Asif Basra (27 July 196712 November 2020) was an Indian actor who worked in Bollywood films and TV serials. He is best known to Western audiences for his role in Outsourced. He also appeared in many other films.  Basra died of suicide by hanging in 2020.

Early life and education
Basra was born on 27 July 1967 in Amravati, Maharashtra, India. In 1989, he moved to Mumbai and attended Mumbai University, and acted in college productions. He regularly won prizes for the characters he played in college time. He graduated with a Bachelor's degree of Physics.

Acting career
Basra performed in Anurag Kashyap's Black Friday and Rahul Dholakia's Parzania, which received much critical appreciation. He appeared in Michael O. Sajbeland's One Night with the King with veteran actors like Omar Sharif and Peter O'Toole.
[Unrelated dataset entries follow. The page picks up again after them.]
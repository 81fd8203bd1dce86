// GPU Split Tests — CUDA and block backend loop mapping
//
// This binary registers interpreting stand-ins under the CUDA and block
// codegen names, so kernels compile end-to-end and the block/thread
// bindings can be inspected on the scheduled statement.

use vole::{register_codegen, CompileConfig, Kernel, LoweringRegistry, Stack, StackValue};
use vole_core::{DType, Device, Error, Result, Tensor};
use vole_expr::{BufferArg, CodeGen, For, SimpleIrEval, Stmt};
use vole_ir::{GraphBuilder, OpKind, TensorType, ValueType};

fn interpreting_stub(
    stmt: Stmt,
    args: Vec<BufferArg>,
    _device: Device,
    name: String,
) -> Result<Box<dyn CodeGen>> {
    Ok(Box::new(SimpleIrEval::new(stmt, args, name)))
}

fn with_gpu_codegens() {
    register_codegen("cuda_codegen", interpreting_stub);
    register_codegen("block_codegen", interpreting_stub);
}

fn collect_loops(stmt: &Stmt, out: &mut Vec<For>) {
    match stmt {
        Stmt::For(l) => {
            out.push((**l).clone());
            collect_loops(&l.body, out);
        }
        Stmt::Block(stmts) => {
            for s in stmts {
                collect_loops(s, out);
            }
        }
        Stmt::Cond {
            if_true, if_false, ..
        } => {
            collect_loops(if_true, out);
            if let Some(e) = if_false {
                collect_loops(e, out);
            }
        }
        _ => {}
    }
}

fn relu_graph(sizes: &[i64], dtype: DType, device: Device) -> vole_ir::Graph {
    let mut g = GraphBuilder::new();
    let x = g.tensor_input("x", sizes, dtype, device);
    let ty = ValueType::Tensor(TensorType::complete(sizes.to_vec(), dtype, device));
    let y = g.node(OpKind::Relu, &[x], ty, "y");
    g.output(y);
    g.build()
}

fn compile(graph: vole_ir::Graph, config: CompileConfig) -> Kernel {
    with_gpu_codegens();
    Kernel::new(
        graph,
        "fused_gpu",
        LoweringRegistry::new(),
        vec![],
        false,
        config,
    )
    .expect("kernel compilation failed")
}

// CUDA mappings

#[test]
fn cuda_two_level_mapping_binds_block_and_thread() {
    let kernel = compile(
        relu_graph(&[16, 64], DType::F32, Device::Cuda(0)),
        CompileConfig::default(),
    );
    let mut loops = Vec::new();
    collect_loops(kernel.scheduled_stmt().unwrap(), &mut loops);
    assert_eq!(loops.len(), 2);
    // Flattened 16*64 = 1024, split by the default block size 512.
    assert_eq!(loops[0].options.gpu_block_index, Some(0));
    assert_eq!(loops[0].stop.as_long(), Some(2));
    assert_eq!(loops[1].options.gpu_thread_index, Some(0));
    assert_eq!(loops[1].stop.as_long(), Some(512));
}

#[test]
fn cuda_two_level_respects_block_size_override() {
    let kernel = compile(
        relu_graph(&[100], DType::F32, Device::Cuda(0)),
        CompileConfig::default().with_cuda_block_size(64),
    );
    let mut loops = Vec::new();
    collect_loops(kernel.scheduled_stmt().unwrap(), &mut loops);
    assert_eq!(loops.len(), 2);
    assert_eq!(loops[0].stop.as_long(), Some(2)); // ceil(100 / 64)
    assert_eq!(loops[1].stop.as_long(), Some(64));
    // The ragged tail is masked.
    assert!(matches!(&*loops[1].body, Stmt::Cond { .. }));
}

#[test]
fn cuda_three_level_mapping_binds_middle_and_inner() {
    let kernel = compile(
        relu_graph(&[4096], DType::F32, Device::Cuda(0)),
        CompileConfig::default()
            .with_cuda_loop_levels(3)
            .with_cuda_block_count(4)
            .with_cuda_block_size(8),
    );
    let mut loops = Vec::new();
    collect_loops(kernel.scheduled_stmt().unwrap(), &mut loops);
    assert_eq!(loops.len(), 3);
    // Outermost serial loop over grid-sized chunks of 4*8 = 32.
    assert!(!loops[0].options.is_gpu_bound());
    assert_eq!(loops[0].stop.as_long(), Some(128));
    assert_eq!(loops[1].options.gpu_block_index, Some(0));
    assert_eq!(loops[1].stop.as_long(), Some(4));
    assert_eq!(loops[2].options.gpu_thread_index, Some(0));
    assert_eq!(loops[2].stop.as_long(), Some(8));
}

#[test]
fn cuda_invalid_loop_levels_are_fatal() {
    for levels in [1i64, 4] {
        let err = Kernel::new(
            relu_graph(&[64], DType::F32, Device::Cuda(0)),
            "fused_bad_levels",
            LoweringRegistry::new(),
            vec![],
            false,
            CompileConfig::default().with_cuda_loop_levels(levels),
        )
        .err()
        .expect("loop levels other than 2 or 3 must fail");
        assert!(matches!(err, Error::Constraint(_)), "got {:?}", err);
    }
}

#[test]
fn cuda_kernel_still_computes_correctly() {
    let kernel = compile(
        relu_graph(&[16, 64], DType::F32, Device::Cuda(0)),
        CompileConfig::default(),
    );
    let input: Vec<f32> = (0..1024).map(|i| (i as f32) - 512.0).collect();
    let expected: Vec<f32> = input.iter().map(|x| x.max(0.0)).collect();
    let mut stack: Stack = vec![StackValue::Tensor(
        Tensor::from_f32(input, &[16, 64], Device::Cuda(0)).unwrap(),
    )];
    kernel.run(&mut stack).unwrap();
    let Some(StackValue::Tensor(out)) = stack.pop() else {
        panic!("expected a tensor output");
    };
    assert_eq!(out.as_f32().unwrap(), expected.as_slice());
}

// Block backend

fn block_loops(dtype: DType, extent: i64) -> Vec<For> {
    let kernel = compile(
        relu_graph(&[extent], dtype, Device::Cpu),
        CompileConfig::default().with_block_code(true),
    );
    let mut loops = Vec::new();
    collect_loops(kernel.scheduled_stmt().unwrap(), &mut loops);
    loops
}

#[test]
fn block_backend_uses_dtype_block_sizes() {
    // Byte tensors get a 32-wide block.
    let loops = block_loops(DType::U8, 64);
    assert_eq!(loops.len(), 2);
    assert_eq!(loops[0].options.gpu_block_index, Some(0));
    assert_eq!(loops[1].options.gpu_thread_index, Some(0));
    assert_eq!(loops[1].stop.as_long(), Some(32));

    // Half tensors get the 16-wide default.
    let loops = block_loops(DType::F16, 64);
    assert_eq!(loops[1].stop.as_long(), Some(16));

    // So does everything else.
    let loops = block_loops(DType::F32, 64);
    assert_eq!(loops[1].stop.as_long(), Some(16));
}

#[test]
fn block_backend_attaches_buffer_map() {
    let loops = block_loops(DType::F32, 64);
    let map = loops[0]
        .options
        .buffer_map
        .as_ref()
        .expect("block-bound loop must carry the buffer map");
    // The pre-inlining map knows both the input and the output extents.
    assert!(map.keys().any(|k| k.starts_with("t")));
    assert!(map.keys().any(|k| k.starts_with("aten_")));
}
He played a tailor in the Hindi movie Lamhaa; he was in Bollywood's 2010 top grossing film Once Upon a Time in Mumbaai as Shoaib's (Emraan Hashmi) father. Basra was also known for his theatrical performances from playing five characters in Feroz Abbas Khan's production of Mahatma v/s Gandhi. Other performances include a child with spina bifida in Main Bhi Superman and Horatio in Hamlet.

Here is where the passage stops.